::: DATA TO USE :::
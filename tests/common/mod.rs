// Shared test helpers

use syswatch_view::models::MetricKind;
use syswatch_view::source::{MetricSource, SourceError};

/// Scripted metric source: one fixed value per metric, optional per-metric
/// failures, optional hostname answer.
pub struct FakeSource {
    values: [f64; 4],
    failing: Vec<MetricKind>,
    hostname: Option<String>,
}

#[allow(dead_code)]
impl FakeSource {
    pub fn new(cpu: f64, ram: f64, disk: f64, ping: f64) -> Self {
        Self {
            values: [cpu, ram, disk, ping],
            failing: Vec::new(),
            hostname: Some("test-host".into()),
        }
    }

    /// Make fetches for `kind` fail.
    pub fn failing(mut self, kind: MetricKind) -> Self {
        self.failing.push(kind);
        self
    }

    /// Make the hostname fetch fail.
    pub fn without_hostname(mut self) -> Self {
        self.hostname = None;
        self
    }
}

impl MetricSource for FakeSource {
    async fn fetch_metric(&self, kind: MetricKind) -> Result<f64, SourceError> {
        if self.failing.contains(&kind) {
            Err(SourceError::Status(
                reqwest::StatusCode::INTERNAL_SERVER_ERROR,
            ))
        } else {
            Ok(self.values[kind as usize])
        }
    }

    async fn fetch_hostname(&self) -> Result<String, SourceError> {
        self.hostname
            .clone()
            .ok_or(SourceError::Status(reqwest::StatusCode::NOT_FOUND))
    }
}
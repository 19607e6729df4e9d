// Domain models: metric kinds, samples, thresholds, alerts and per-tick updates

use serde::{Deserialize, Serialize};

/// The closed set of monitored series. `ALL` fixes the canonical iteration
/// order used for fetching, buffer updates and alert output.
#[derive(Debug, Clone, Copy, PartialEq, Eq, Hash, Serialize, Deserialize)]
#[serde(rename_all = "lowercase")]
pub enum MetricKind {
    Cpu,
    Ram,
    Disk,
    Ping,
}

impl MetricKind {
    pub const ALL: [MetricKind; 4] = [
        MetricKind::Cpu,
        MetricKind::Ram,
        MetricKind::Disk,
        MetricKind::Ping,
    ];

    /// Wire name: the path segment of the metric endpoint.
    pub fn as_str(&self) -> &'static str {
        match self {
            MetricKind::Cpu => "cpu",
            MetricKind::Ram => "ram",
            MetricKind::Disk => "disk",
            MetricKind::Ping => "ping",
        }
    }

    /// Display name for alert and series rendering.
    pub fn label(&self) -> &'static str {
        match self {
            MetricKind::Cpu => "CPU",
            MetricKind::Ram => "RAM",
            MetricKind::Disk => "Disk",
            MetricKind::Ping => "Ping",
        }
    }

    pub fn unit(&self) -> &'static str {
        match self {
            MetricKind::Ping => "ms",
            _ => "%",
        }
    }
}

impl std::fmt::Display for MetricKind {
    fn fmt(&self, f: &mut std::fmt::Formatter<'_>) -> std::fmt::Result {
        f.write_str(self.as_str())
    }
}

/// One observed value for one metric at one completed tick.
/// `observed_at` is epoch millis captured when the tick's fan-in joined.
#[derive(Debug, Clone, Copy, PartialEq, Serialize, Deserialize)]
#[serde(rename_all = "camelCase")]
pub struct Sample {
    pub value: f64,
    pub observed_at: u64,
}

/// The four latest values of one completed tick, carried as a single unit so
/// alert evaluation never sees partial data.
#[derive(Debug, Clone, Copy, PartialEq, Default, Serialize, Deserialize)]
#[serde(rename_all = "camelCase")]
pub struct TickSnapshot {
    pub cpu: f64,
    pub ram: f64,
    pub disk: f64,
    pub ping: f64,
}

impl TickSnapshot {
    pub fn get(&self, kind: MetricKind) -> f64 {
        match kind {
            MetricKind::Cpu => self.cpu,
            MetricKind::Ram => self.ram,
            MetricKind::Disk => self.disk,
            MetricKind::Ping => self.ping,
        }
    }

    pub fn set(&mut self, kind: MetricKind, value: f64) {
        match kind {
            MetricKind::Cpu => self.cpu = value,
            MetricKind::Ram => self.ram = value,
            MetricKind::Disk => self.disk = value,
            MetricKind::Ping => self.ping = value,
        }
    }
}

#[derive(Debug, Clone, Copy, PartialEq, Eq, Serialize, Deserialize)]
#[serde(rename_all = "lowercase")]
pub enum Severity {
    Warning,
    Critical,
}

impl std::fmt::Display for Severity {
    fn fmt(&self, f: &mut std::fmt::Formatter<'_>) -> std::fmt::Result {
        match self {
            Severity::Warning => f.write_str("warning"),
            Severity::Critical => f.write_str("critical"),
        }
    }
}

/// Ephemeral alert, rebuilt from scratch each tick. `threshold` is the bound
/// that was crossed (critical when severity is critical, warning otherwise).
#[derive(Debug, Clone, Copy, PartialEq, Serialize, Deserialize)]
#[serde(rename_all = "camelCase")]
pub struct Alert {
    pub severity: Severity,
    pub metric: MetricKind,
    pub value: f64,
    pub threshold: f64,
}

/// Static warning/critical bounds for one metric. `warning < critical` is
/// enforced at config validation.
#[derive(Debug, Clone, Copy, PartialEq, Serialize, Deserialize)]
pub struct ThresholdPair {
    pub warning: f64,
    pub critical: f64,
}

/// Per-metric threshold configuration. Defaults match the original dashboard.
#[derive(Debug, Clone, Copy, PartialEq, Serialize, Deserialize)]
#[serde(default)]
pub struct Thresholds {
    pub cpu: ThresholdPair,
    pub ram: ThresholdPair,
    pub disk: ThresholdPair,
    pub ping: ThresholdPair,
}

impl Default for Thresholds {
    fn default() -> Self {
        Self {
            cpu: ThresholdPair {
                warning: 70.0,
                critical: 80.0,
            },
            ram: ThresholdPair {
                warning: 75.0,
                critical: 85.0,
            },
            disk: ThresholdPair {
                warning: 80.0,
                critical: 90.0,
            },
            ping: ThresholdPair {
                warning: 100.0,
                critical: 150.0,
            },
        }
    }
}

impl Thresholds {
    pub fn get(&self, kind: MetricKind) -> ThresholdPair {
        match kind {
            MetricKind::Cpu => self.cpu,
            MetricKind::Ram => self.ram,
            MetricKind::Disk => self.disk,
            MetricKind::Ping => self.ping,
        }
    }
}

/// Display fallback while the hostname fetch has not succeeded.
pub const UNKNOWN_HOSTNAME: &str = "Waiting for agent connection...";

/// Session identity of the viewed client. `id` is fixed at startup; `hostname`
/// is filled in by a one-shot fetch and may stay unknown indefinitely.
#[derive(Debug, Clone, PartialEq, Eq)]
pub struct ClientIdentity {
    pub id: String,
    pub hostname: Option<String>,
}

impl ClientIdentity {
    pub fn new(id: impl Into<String>) -> Self {
        Self {
            id: id.into(),
            hostname: None,
        }
    }

    pub fn display_hostname(&self) -> &str {
        self.hostname.as_deref().unwrap_or(UNKNOWN_HOSTNAME)
    }
}

/// What the poller publishes after each completed cycle; the presenter-facing
/// interface. `masked` lists metrics whose fetch failed and was recorded as
/// zero this tick, so consumers can tell "no data" from a real zero.
#[derive(Debug, Clone, PartialEq)]
pub struct TickUpdate {
    pub observed_at: u64,
    pub snapshot: TickSnapshot,
    pub masked: Vec<MetricKind>,
    pub series: Vec<(MetricKind, Vec<Sample>)>,
    pub alerts: Vec<Alert>,
}
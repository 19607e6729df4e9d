// Library for tests to access modules

pub mod alerts;
pub mod config;
pub mod history;
pub mod models;
pub mod poller;
pub mod presenter;
pub mod source;
pub mod version;
use anyhow::Result;
use std::sync::Arc;
use std::time::Duration;
use syswatch_view::*;
use tokio::sync::broadcast;
use tracing_subscriber::EnvFilter;
use tracing_subscriber::fmt::time::FormatTime;

struct LocalTimer;

impl FormatTime for LocalTimer {
    fn format_time(&self, w: &mut tracing_subscriber::fmt::format::Writer<'_>) -> std::fmt::Result {
        write!(
            w,
            "{}",
            chrono::Local::now().format("%Y-%m-%dT%H:%M:%S%.3f%:z")
        )
    }
}

#[tokio::main]
async fn main() -> Result<()> {
    let filter = EnvFilter::try_from_default_env().unwrap_or_else(|_| EnvFilter::new("info"));
    tracing_subscriber::fmt()
        .with_timer(LocalTimer)
        .with_env_filter(filter)
        .init();

    let app_config = config::AppConfig::load()?;
    let client_id = app_config.api.resolved_client_id();
    tracing::info!(
        version = version::VERSION,
        client_id = %client_id,
        base_url = %app_config.api.base_url,
        interval_ms = app_config.polling.interval_ms,
        "starting viewer"
    );

    let source = Arc::new(source::HttpMetricSource::connect(
        &app_config.api.base_url,
        &client_id,
        Duration::from_secs(app_config.api.request_timeout_secs),
    )?);

    let (tx, rx) = broadcast::channel::<models::TickUpdate>(app_config.polling.broadcast_capacity);
    let presenter_handle = presenter::spawn(rx);

    let (shutdown_tx, shutdown_rx) = tokio::sync::oneshot::channel();
    let poller_handle = poller::spawn(
        poller::PollerDeps {
            source,
            identity: models::ClientIdentity::new(client_id),
            tx,
            shutdown_rx,
        },
        poller::PollerConfig {
            interval_ms: app_config.polling.interval_ms,
            history_capacity: app_config.polling.history_capacity,
            thresholds: app_config.thresholds,
            stats_log_interval_secs: app_config.polling.stats_log_interval_secs,
        },
    );

    #[cfg(unix)]
    {
        let mut sigterm = match tokio::signal::unix::signal(tokio::signal::unix::SignalKind::terminate()) {
            Ok(s) => s,
            Err(_) => {
                tokio::signal::ctrl_c().await?;
                tracing::info!("Received shutdown signal");
                let _ = shutdown_tx.send(());
                let _ = poller_handle.await;
                let _ = presenter_handle.await;
                return Ok(());
            }
        };
        tokio::select! {
            _ = tokio::signal::ctrl_c() => {}
            _ = sigterm.recv() => {}
        }
    }
    #[cfg(not(unix))]
    {
        tokio::signal::ctrl_c().await?;
    }

    tracing::info!("Received shutdown signal");
    let _ = shutdown_tx.send(());
    let _ = poller_handle.await;
    let _ = presenter_handle.await;

    Ok(())
}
:::
EXERCISE - Only the number is wanted: how many lines of the material above include the word "spawn"?

REPLY - 2